By Charles King, Pund-IT, Inc.  September 9, 2015

When you attend the number of annual IT vendor and industry conferences that I do, most seem cut from similar strategy/partner/customer cloth. But that’s not the case with VMware’s annual VMworld celebration, the latest of which occurred in San Francisco last week. Why that’s the case and what it implies is worth considering.

To begin with was the sheer size of VMworld 2015, with approximately 23,000 attendees. That’s certainly smaller than behemoth conferences like Salesforce Dreamforce (135k attendees in 2014) and Oracle OpenWorld (60k attendees in 2014). But CA and BMC are more closely comparable to VMware’s core focus on data center management, and VMworld 2015 was 4X-5X larger than both CA World 2014 and BMC Engage 2014.
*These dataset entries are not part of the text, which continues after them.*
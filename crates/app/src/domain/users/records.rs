//! User Records

use jiff::Timestamp;

use crate::uuids::TypedUuid;

/// User UUID
pub type UserUuid = TypedUuid<UserRecord>;

/// User Record
#[derive(Debug, Clone)]
pub struct UserRecord {
    /// Identity that owns orders and API tokens.
    pub uuid: UserUuid,

    pub name: String,

    pub created_at: Timestamp,

    pub updated_at: Timestamp,
}
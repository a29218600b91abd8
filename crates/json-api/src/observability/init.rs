//! Telemetry lifecycle.

use opentelemetry::global;
use opentelemetry_sdk::{propagation::TraceContextPropagator, trace::SdkTracerProvider};
use tracing::error;

use crate::config::ServerConfig;

use super::{ObservabilityError, logging, otel, settings};

/// Handle to the installed telemetry pipelines; call [`Observability::shutdown`]
/// after the server stops so buffered spans are flushed.
#[derive(Debug)]
pub(crate) struct Observability {
    tracer_provider: Option<SdkTracerProvider>,
}

impl Observability {
    pub(crate) fn init(config: &ServerConfig) -> Result<Self, ObservabilityError> {
        settings::install(&config.observability);

        let tracer_provider = if config.observability.otel_enabled {
            global::set_text_map_propagator(TraceContextPropagator::new());

            Some(otel::build_tracer_provider(&config.observability)?)
        } else {
            None
        };

        logging::init_subscriber(config, tracer_provider.as_ref())?;

        Ok(Self { tracer_provider })
    }

    pub(crate) fn shutdown(self) {
        let Some(provider) = self.tracer_provider else {
            return;
        };

        if let Err(source) = provider.shutdown() {
            error!("failed to shutdown tracer provider: {source}");
        }
    }
}
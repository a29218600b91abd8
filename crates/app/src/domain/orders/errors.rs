//! Orders service errors.

use std::num::TryFromIntError;

use sqlx::{
    Error,
    error::{DatabaseError, ErrorKind},
};
use thiserror::Error;

use crate::domain::orders::data::OrderValidationError;

#[derive(Debug, Error)]
pub enum OrdersServiceError {
    #[error("order already exists")]
    AlreadyExists,

    #[error("order not found")]
    NotFound,

    #[error("related resource not found")]
    InvalidReference,

    #[error("missing required data")]
    MissingRequiredData,

    #[error("invalid data")]
    InvalidData,

    #[error("invalid order")]
    Validation(#[from] OrderValidationError),

    #[error("invalid quantity value")]
    InvalidQuantity(#[from] TryFromIntError),

    #[error("storage error")]
    Sql(#[source] Error),
}

impl From<Error> for OrdersServiceError {
    fn from(error: Error) -> Self {
        if matches!(error, Error::RowNotFound) {
            return Self::NotFound;
        }

        match error.as_database_error().map(DatabaseError::kind) {
            Some(ErrorKind::UniqueViolation) => Self::AlreadyExists,
            Some(ErrorKind::ForeignKeyViolation) => Self::InvalidReference,
            Some(ErrorKind::NotNullViolation) => Self::MissingRequiredData,
            Some(ErrorKind::CheckViolation) => Self::InvalidData,
            Some(ErrorKind::Other | _) | None => Self::Sql(error),
        }
    }
}
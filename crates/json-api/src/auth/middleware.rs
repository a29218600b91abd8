//! Bearer token gate for the order routes.

use std::sync::Arc;

use salvo::{http::header::AUTHORIZATION, prelude::*};
use threadline_app::auth::AuthServiceError;
use tracing::error;

use crate::{extensions::*, state::State};

#[salvo::handler]
pub(crate) async fn handler(
    req: &mut Request,
    depot: &mut Depot,
    res: &mut Response,
    ctrl: &mut FlowCtrl,
) {
    let Some(token) = bearer_token(req) else {
        deny(res, ctrl, StatusError::unauthorized().brief("Unauthorized"));

        return;
    };

    let state = match depot.obtain_or_500::<Arc<State>>() {
        Ok(state) => Arc::clone(state),
        Err(status) => {
            deny(res, ctrl, status);

            return;
        }
    };

    match state.app.auth.authenticate_bearer(token).await {
        Ok(user) => {
            depot.insert_user_uuid(user);

            ctrl.call_next(req, depot, res).await;
        }
        Err(AuthServiceError::NotFound) => {
            deny(res, ctrl, StatusError::unauthorized().brief("Unauthorized"));
        }
        Err(source) => {
            error!("failed to authenticate api token: {source}");

            deny(res, ctrl, StatusError::internal_server_error());
        }
    }
}

fn deny(res: &mut Response, ctrl: &mut FlowCtrl, status: StatusError) {
    res.render(status);
    ctrl.skip_rest();
}

fn bearer_token(req: &Request) -> Option<&str> {
    let (scheme, token) = req
        .headers()
        .get(AUTHORIZATION)?
        .to_str()
        .ok()?
        .split_once(' ')?;

    let token = token.trim();

    (scheme.eq_ignore_ascii_case("bearer") && !token.is_empty()).then_some(token)
}

#[cfg(test)]
mod tests {
    use salvo::{
        affix_state::inject,
        test::{ResponseExt, TestClient},
    };
    use testresult::TestResult;
    use threadline_app::{
        auth::{MockAuthService, TokenVerifierError},
        domain::users::records::UserUuid,
    };

    use crate::test_helpers::{TEST_USER_UUID, state_with_auth};

    use super::*;

    #[salvo::handler]
    async fn echo_user(depot: &mut Depot, res: &mut Response) {
        let user = depot
            .user_uuid_or_401()
            .ok()
            .map_or_else(|| "missing".to_string(), |uuid: UserUuid| uuid.to_string());

        res.render(user);
    }

    fn make_service(auth: MockAuthService) -> Service {
        let router = Router::new()
            .hoop(inject(state_with_auth(auth)))
            .hoop(handler)
            .push(Router::new().get(echo_user));

        Service::new(router)
    }

    #[tokio::test]
    async fn test_missing_authorization_header_returns_401() {
        let mut auth = MockAuthService::new();

        auth.expect_authenticate_bearer().never();

        let res = TestClient::get("http://example.com")
            .send(&make_service(auth))
            .await;

        assert_eq!(res.status_code, Some(StatusCode::UNAUTHORIZED));
    }

    #[tokio::test]
    async fn test_non_bearer_scheme_returns_401() {
        let mut auth = MockAuthService::new();

        auth.expect_authenticate_bearer().never();

        let res = TestClient::get("http://example.com")
            .add_header(AUTHORIZATION, "Basic abc123", true)
            .send(&make_service(auth))
            .await;

        assert_eq!(res.status_code, Some(StatusCode::UNAUTHORIZED));
    }

    #[tokio::test]
    async fn test_empty_bearer_token_returns_401() {
        let mut auth = MockAuthService::new();

        auth.expect_authenticate_bearer().never();

        let res = TestClient::get("http://example.com")
            .add_header(AUTHORIZATION, "Bearer    ", true)
            .send(&make_service(auth))
            .await;

        assert_eq!(res.status_code, Some(StatusCode::UNAUTHORIZED));
    }

    #[tokio::test]
    async fn test_unknown_token_returns_401() {
        let mut auth = MockAuthService::new();

        auth.expect_authenticate_bearer()
            .once()
            .withf(|token| token == "tl_v1_unknown")
            .return_once(|_| Err(AuthServiceError::NotFound));

        let res = TestClient::get("http://example.com")
            .add_header(AUTHORIZATION, "Bearer tl_v1_unknown", true)
            .send(&make_service(auth))
            .await;

        assert_eq!(res.status_code, Some(StatusCode::UNAUTHORIZED));
    }

    #[tokio::test]
    async fn test_verifier_outage_returns_500() {
        let mut auth = MockAuthService::new();

        auth.expect_authenticate_bearer().once().return_once(|_| {
            Err(AuthServiceError::Verifier(
                TokenVerifierError::UnexpectedResponse("sealed".to_string()),
            ))
        });

        let res = TestClient::get("http://example.com")
            .add_header(AUTHORIZATION, "Bearer tl_v1_any", true)
            .send(&make_service(auth))
            .await;

        assert_eq!(res.status_code, Some(StatusCode::INTERNAL_SERVER_ERROR));
    }

    #[tokio::test]
    async fn test_valid_token_injects_user_uuid() -> TestResult {
        let mut auth = MockAuthService::new();

        auth.expect_authenticate_bearer()
            .once()
            .withf(|token| token == "tl_v1_valid")
            .return_once(|_| Ok(TEST_USER_UUID));

        let mut res = TestClient::get("http://example.com")
            .add_header(AUTHORIZATION, "bearer tl_v1_valid", true)
            .send(&make_service(auth))
            .await;

        assert_eq!(res.status_code, Some(StatusCode::OK));
        assert_eq!(res.take_string().await?, TEST_USER_UUID.to_string());

        Ok(())
    }
}
use shared::{PersistedState, PERSIST_KEY};
use web_sys::Storage;

use super::logging::Logger;

const COMPONENT: &str = "persistence";

/// `localStorage`, if the browser lets this page use it.
///
/// Private modes and blocked cookies either throw on access or hand back
/// nothing; both mean the app runs without persistence.
fn local_storage() -> Option<Storage> {
    match gloo::utils::window().local_storage() {
        Ok(Some(storage)) => Some(storage),
        Ok(None) => {
            Logger::warn_with_component(COMPONENT, "localStorage is not available");
            None
        }
        Err(e) => {
            Logger::warn_with_component(COMPONENT, &format!("localStorage unavailable: {:?}", e));
            None
        }
    }
}

/// Read the persisted slices left by a previous session.
///
/// Missing, unreadable or outdated snapshots all yield `None` so the store
/// starts from defaults.
pub fn load() -> Option<PersistedState> {
    read_snapshot(local_storage().as_ref())
}

fn read_snapshot(storage: Option<&Storage>) -> Option<PersistedState> {
    let raw = match storage?.get_item(PERSIST_KEY) {
        Ok(Some(raw)) => raw,
        Ok(None) => return None,
        Err(e) => {
            Logger::warn_with_component(COMPONENT, &format!("Failed to read persisted state: {:?}", e));
            return None;
        }
    };

    match PersistedState::from_json(&raw) {
        Ok(state) => Some(state),
        Err(e) => {
            Logger::warn_with_component(COMPONENT, &format!("Discarding persisted state: {}", e));
            None
        }
    }
}

pub fn save(state: &PersistedState) {
    if let Some(storage) = local_storage() {
        write_snapshot(&storage, state);
    }
}

fn write_snapshot(storage: &Storage, state: &PersistedState) {
    let raw = match state.to_json() {
        Ok(raw) => raw,
        Err(e) => {
            Logger::error_with_component(COMPONENT, &e.to_string());
            return;
        }
    };

    if let Err(e) = storage.set_item(PERSIST_KEY, &raw) {
        Logger::warn_with_component(COMPONENT, &format!("Failed to persist state: {:?}", e));
    }
}

#[cfg(test)]
mod tests {
    use super::*;
    use shared::{Action, Language, RootState};
    use wasm_bindgen_test::*;

    wasm_bindgen_test_configure!(run_in_browser);

    #[wasm_bindgen_test]
    fn test_missing_storage_means_no_snapshot() {
        assert_eq!(read_snapshot(None), None);
    }

    #[wasm_bindgen_test]
    fn test_snapshot_roundtrip() {
        let storage = local_storage().expect("test browser has localStorage");
        let state = RootState::default().apply(Action::SetLanguage(Language::Uk));

        write_snapshot(&storage, &state.persisted());

        assert_eq!(read_snapshot(Some(&storage)), Some(state.persisted()));
        storage.remove_item(PERSIST_KEY).unwrap();
    }

    #[wasm_bindgen_test]
    fn test_malformed_snapshot_is_discarded() {
        let storage = local_storage().expect("test browser has localStorage");
        storage.set_item(PERSIST_KEY, "{not json").unwrap();

        assert_eq!(read_snapshot(Some(&storage)), None);
        assert_eq!(load(), None);
        storage.remove_item(PERSIST_KEY).unwrap();
    }
}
A larger point is that VMworld 2015 found VMware’s already notable ambition accelerating at full tilt. That was apparent in the consistently upbeat keynotes and occasionally cocky comments by senior company executives.

But it was also present in the announcements crafted for the conference. Those included VMware EVO SDDC, described as the “first fully automated software suite for delivering the software-defined data center”, new vSphere integrated containers, hybrid cloud and end user computing updates and an introduction to a new “Photon” platform for cloud-native/mobile application development.

The underlying message was that while VMware is the market’s leading commercial virtualization platform, that business is a small fraction of what the company believes it can and will eventually achieve. The energy of VMware representatives and the enthusiasm of the VMworld 2015 crowd made that heady optimism hard to dispute but a number of related issues were left largely unaddressed or unexplored.

First and foremost, while VMware owns a solid majority share of the x86 virtualization market, its sales are growing slower than competing solutions, particularly Microsoft’s Hyper-V. Second, though the company’s is deeply invested in hybrid cloud, its technologies play a limited role in or are entirely absent from many public cloud platforms.

Finally, VMware’s singular focus on x86-based virtualization means it is a nonentity in mainframe and other scale-up computing environments. The company may believe (as many do) that x86-based servers will eventually win the day, but market research suggests that $8B+ in scale-up servers will be sold in 2015. That’s a good piece of business, especially since the lion’s share of those systems are being purchased by the large enterprise customers VMware and its competitors covet.

Those points aside, most of the positive messaging and good vibes that were so visible at VMworld 2015 were well-deserved. VMware created the market for x86 virtualization pretty much single-handedly and it continues to drive valuable innovations for its business customers. For that reason, its future-focused efforts should be taken seriously.

But VMware also needs very badly for those and other new developments to succeed in order to retain and extend its commercial leadership. VMware is likely correct about the sunny future of SDDC and hybrid cloud but the road ahead will be cloudier and longer than many suspect.